Une consultation sur la CPTAQ en début de mandat pour les conservateurs

La Vie agricole a pris connaissance des intentions du parti d’Éric Duhaime s’il devait prendre le pouvoir au Québec lors des prochaines élections. Au programme de celui-ci, on peut constater quelques propositions phares en agriculture qui pourrait changer les paradigmes.

Le Parti conservateur du Québec (PCQ) en cas de victoire a mis de l’avant certains points lors de son récent congrès : « Pendant 4 ans, un gouvernement du PCQ ne mettra en place aucune nouvelle réglementation restrictive en agriculture et diminuera la lourdeur administrative des producteurs agricoles afin de leur permettre de se concentrer pleinement au développement de leurs entreprises».

La fin du « mur à mur»

Le PCQ souhaite aussi réformer la protection du territoire agricole. Il a été rappelé que lors d’une consultation effectuée par le PCQ, l’un des éléments rapportés unanimement par les participants était la nécessité de réformer la Loi sur la protection du territoire et des activités agricoles et son institution, la Commission de protection du territoire agricole du Québec (CPTAQ).
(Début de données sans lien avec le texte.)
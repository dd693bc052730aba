//! Addressable console objects and their property storage.
//!
//! Every console object a show can hold (one cue, one patch channel, one
//! group, ...) is a [`Target`]: a fixed set of named property groups, each
//! an ordered run of string-valued properties filled in by replies. The
//! legal group names depend on the [`TargetType`] and never change after
//! construction.

use std::collections::BTreeMap;

use crate::log::Log;
use crate::number::PathData;
use crate::osc::{Command, arg_as_string};
use crate::status::{SyncState, SyncStatus};

/// The sixteen target categories a console exports.
///
/// Declaration order matters: reply routing scans types in `Ord` order and
/// relies on `CueList` being tested before `Cue` so that a `cuelist` path
/// prefix is never claimed by the `cue` handler.
#[derive(Debug, Clone, Copy, PartialEq, Eq, PartialOrd, Ord, Hash)]
pub enum TargetType {
    Patch,
    CueList,
    Cue,
    Group,
    Macro,
    Sub,
    Preset,
    IntensityPalette,
    FocusPalette,
    ColorPalette,
    BeamPalette,
    Curve,
    Effect,
    Snapshot,
    PixelMap,
    MagicSheet,
}

impl TargetType {
    /// Every type, in routing order.
    pub const ALL: [TargetType; 16] = [
        TargetType::Patch,
        TargetType::CueList,
        TargetType::Cue,
        TargetType::Group,
        TargetType::Macro,
        TargetType::Sub,
        TargetType::Preset,
        TargetType::IntensityPalette,
        TargetType::FocusPalette,
        TargetType::ColorPalette,
        TargetType::BeamPalette,
        TargetType::Curve,
        TargetType::Effect,
        TargetType::Snapshot,
        TargetType::PixelMap,
        TargetType::MagicSheet,
    ];

    /// Wire name used in OSC paths.
    pub fn name(self) -> &'static str {
        match self {
            TargetType::Patch => "patch",
            TargetType::CueList => "cuelist",
            TargetType::Cue => "cue",
            TargetType::Group => "group",
            TargetType::Macro => "macro",
            TargetType::Sub => "sub",
            TargetType::Preset => "preset",
            TargetType::IntensityPalette => "ip",
            TargetType::FocusPalette => "fp",
            TargetType::ColorPalette => "cp",
            TargetType::BeamPalette => "bp",
            TargetType::Curve => "curve",
            TargetType::Effect => "fx",
            TargetType::Snapshot => "snap",
            TargetType::PixelMap => "pixmap",
            TargetType::MagicSheet => "ms",
        }
    }

    /// Legal property-group names for this type. The empty name is the
    /// general group every type carries.
    fn group_names(self) -> &'static [&'static str] {
        match self {
            TargetType::Patch => &["", "notes"],
            TargetType::CueList => &["", "links"],
            TargetType::Cue => &["", "fx", "links", "actions"],
            TargetType::Group => &["", "channels"],
            TargetType::Macro => &["", "text"],
            TargetType::Sub => &["", "fx"],
            TargetType::Preset => &["", "channels", "byType", "fx"],
            TargetType::IntensityPalette
            | TargetType::FocusPalette
            | TargetType::ColorPalette
            | TargetType::BeamPalette => &["", "channels", "byType"],
            TargetType::Curve
            | TargetType::Effect
            | TargetType::Snapshot
            | TargetType::MagicSheet => &[""],
            TargetType::PixelMap => &["", "channels"],
        }
    }
}

/// One string-valued property slot.
#[derive(Debug, Clone, Default)]
pub struct Property {
    pub initialized: bool,
    pub value: String,
}

/// An ordered run of properties under one group name. `initialized` flips
/// once the first reply for the group arrives and fixes the slot count.
#[derive(Debug, Clone, Default)]
pub struct PropertyGroup {
    pub initialized: bool,
    pub props: Vec<Property>,
}

/// One addressable console object.
#[derive(Debug)]
pub struct Target {
    status: SyncStatus,
    groups: BTreeMap<String, PropertyGroup>,
}

impl Target {
    /// Create a target with the group schema of `ttype`.
    pub fn new(ttype: TargetType) -> Self {
        let groups = ttype
            .group_names()
            .iter()
            .map(|name| (name.to_string(), PropertyGroup::default()))
            .collect();
        Self {
            status: SyncStatus::new(),
            groups,
        }
    }

    pub fn status(&self) -> &SyncStatus {
        &self.status
    }

    /// Property groups, keyed by group name ("" is the general group).
    pub fn prop_groups(&self) -> &BTreeMap<String, PropertyGroup> {
        &self.groups
    }

    /// Convenience lookup of one group.
    pub fn group(&self, name: &str) -> Option<&PropertyGroup> {
        self.groups.get(name)
    }

    /// Merge one reply into this target's properties.
    pub fn recv(&mut self, log: &mut Log, cmd: &Command, path_data: &PathData) {
        match self.status.value() {
            SyncState::Complete => {
                log.info(format!("ignored unsolicited reply \"{}\"", cmd.path));
                return;
            }
            SyncState::Uninitialized => self.status.set_value(SyncState::Running),
            SyncState::Running => {}
        }

        let Some(group) = self.groups.get_mut(&path_data.group) else {
            log.warning(format!(
                "ignored reply \"{}\", unexpected property group",
                cmd.path
            ));
            return;
        };

        let num_props = if path_data.is_list {
            path_data.list_size as usize
        } else {
            cmd.args.len()
        };

        if group.initialized {
            if group.props.len() != num_props {
                log.error(format!(
                    "invalid reply \"{}\", existing property count {} does not match new count {}",
                    cmd.path,
                    group.props.len(),
                    num_props
                ));
            }
        } else {
            group.props.resize_with(num_props, Property::default);
            group.initialized = true;
        }

        for (j, arg) in cmd.args.iter().enumerate() {
            if let Some(prop) = group.props.get_mut(j) {
                prop.value = arg_as_string(arg).unwrap_or_default();
                prop.initialized = true;
            } else {
                log.error(format!(
                    "invalid property \"{}\" at index {} of {}",
                    cmd.path,
                    j,
                    group.props.len()
                ));
            }
        }

        let got_all_props = self
            .groups
            .values()
            .all(|g| g.initialized && g.props.iter().all(|p| p.initialized));
        if got_all_props {
            self.status.set_value(SyncState::Complete);
        }
    }

    pub fn clear_dirty(&mut self) {
        self.status.clear_dirty();
    }
}

#[cfg(test)]
mod tests {
    use super::*;
    use rosc::OscType;

    fn cmd(path: &str, args: Vec<OscType>) -> Command {
        Command {
            path: path.to_string(),
            args,
        }
    }

    fn path_data(path: &str) -> PathData {
        PathData::parse(path, 0).unwrap()
    }

    #[test]
    fn test_group_schema_is_fixed_per_type() {
        let cue = Target::new(TargetType::Cue);
        let names: Vec<_> = cue.prop_groups().keys().map(String::as_str).collect();
        assert_eq!(names, ["", "actions", "fx", "links"]);

        let curve = Target::new(TargetType::Curve);
        assert_eq!(curve.prop_groups().len(), 1);
        assert!(curve.group("").is_some());
    }

    #[test]
    fn test_single_group_type_completes_on_one_reply() {
        let mut log = Log::new();
        let mut target = Target::new(TargetType::Snapshot);

        let c = cmd(
            "/eos/out/get/snap/1",
            vec![
                OscType::Int(1),
                OscType::String("uid-1".into()),
                OscType::String("Preshow".into()),
            ],
        );
        target.recv(&mut log, &c, &path_data("1"));

        assert_eq!(target.status().value(), SyncState::Complete);
        let general = target.group("").unwrap();
        assert_eq!(general.props.len(), 3);
        assert_eq!(general.props[0].value, "1");
        assert_eq!(general.props[1].value, "uid-1");
        assert_eq!(general.props[2].value, "Preshow");
    }

    #[test]
    fn test_multi_group_type_needs_every_group() {
        let mut log = Log::new();
        let mut target = Target::new(TargetType::Group);

        let base = cmd(
            "/eos/out/get/group/7",
            vec![
                OscType::Int(7),
                OscType::String("uid-7".into()),
                OscType::String("cyc".into()),
            ],
        );
        target.recv(&mut log, &base, &path_data("7"));
        assert_eq!(target.status().value(), SyncState::Running);

        let channels = cmd(
            "/eos/out/get/group/7/channels",
            vec![OscType::Int(1), OscType::Int(2)],
        );
        target.recv(&mut log, &channels, &path_data("7/channels"));
        assert_eq!(target.status().value(), SyncState::Complete);
    }

    #[test]
    fn test_zero_property_group_does_not_block_completion() {
        let mut log = Log::new();
        let mut target = Target::new(TargetType::Group);

        // channels group announces an empty list
        let channels = cmd("/eos/out/get/group/7/channels", vec![]);
        target.recv(&mut log, &channels, &path_data("7/channels"));
        assert_eq!(target.status().value(), SyncState::Running);
        assert!(target.group("channels").unwrap().initialized);

        let base = cmd(
            "/eos/out/get/group/7",
            vec![OscType::Int(7), OscType::String("uid-7".into())],
        );
        target.recv(&mut log, &base, &path_data("7"));
        assert_eq!(target.status().value(), SyncState::Complete);
    }

    #[test]
    fn test_list_reply_sizes_from_announced_total() {
        let mut log = Log::new();
        let mut target = Target::new(TargetType::Snapshot);

        // first chunk announces 4 slots but delivers only 2 args
        let c = cmd(
            "/eos/out/get/snap/1/list/0/4",
            vec![OscType::Int(1), OscType::String("uid-1".into())],
        );
        target.recv(&mut log, &c, &path_data("1/list/0/4"));

        let general = target.group("").unwrap();
        assert_eq!(general.props.len(), 4);
        assert!(general.props[1].initialized);
        assert!(!general.props[2].initialized);
        assert_eq!(target.status().value(), SyncState::Running);
    }

    #[test]
    fn test_repeat_reply_with_mismatched_count_keeps_storage() {
        let mut log = Log::new();
        let mut target = Target::new(TargetType::Snapshot);

        let first = cmd(
            "/eos/out/get/snap/1/list/0/4",
            vec![OscType::Int(1), OscType::String("uid-1".into())],
        );
        target.recv(&mut log, &first, &path_data("1/list/0/4"));
        log.drain();

        let second = cmd("/eos/out/get/snap/1", vec![OscType::Int(1)]);
        target.recv(&mut log, &second, &path_data("1"));

        assert_eq!(target.group("").unwrap().props.len(), 4, "storage kept");
        let records = log.drain();
        assert!(records.iter().any(|r| r.text.contains("does not match")));
    }

    #[test]
    fn test_unknown_group_is_ignored_with_warning() {
        let mut log = Log::new();
        let mut target = Target::new(TargetType::Macro);

        let c = cmd("/eos/out/get/macro/1/channels", vec![OscType::Int(1)]);
        target.recv(&mut log, &c, &path_data("1/channels"));

        assert_eq!(target.status().value(), SyncState::Running);
        assert!(!target.group("").unwrap().initialized);
        let records = log.drain();
        assert!(records.iter().any(|r| r.text.contains("unexpected property group")));
    }

    #[test]
    fn test_replies_after_complete_are_unsolicited() {
        let mut log = Log::new();
        let mut target = Target::new(TargetType::Curve);

        let c = cmd("/eos/out/get/curve/901", vec![OscType::Int(901)]);
        target.recv(&mut log, &c, &path_data("901"));
        assert_eq!(target.status().value(), SyncState::Complete);
        log.drain();

        let before = target.group("").unwrap().props[0].value.clone();
        let again = cmd("/eos/out/get/curve/901", vec![OscType::Int(902)]);
        target.recv(&mut log, &again, &path_data("901"));

        assert_eq!(target.group("").unwrap().props[0].value, before);
        let records = log.drain();
        assert!(records.iter().any(|r| r.text.contains("unsolicited")));
    }
}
Le PCQ mettrait fin au « mur à mur».

Il a été pris pour exemple le projet Ferme 59 réalisé dans la MRC de l’Érable qui a permis de morceler de petites superficies de terres agricoles pour des projets d’entreprises économiquement viables.

Plus de latitude aux municipalités

Le PCQ dit avoir pour leitmotiv  le développement économique des régions et leur vitalité. S’il est élu, le PCQ amorcerait une consultation dans une première moitié de mandat auprès de citoyens, des représentants du monde agricole, des municipalités, des MRC, des autres instances municipales et des ministères concernés sur une réforme en profondeur de la Loi sur la protection du territoire agricole et des activités agricoles de façon « à réaffirmer ses principes avec la réalité d’aujourd’hui et à adopter une nouvelle loi avant la fin du premier mandat».

Les conservateurs au pouvoir donneraient plus de latitudes aux municipalités pour qu’elles puissent morceler des terres dynamiques pour des projets agricoles de circuit court.

Autre point souligné lors du dernier congrès du PCQ : légiférer en matière de services essentiels pour y ajouter un service minimum de tous les transformateurs alimentaires primaires afin d’éviter des gaspillages.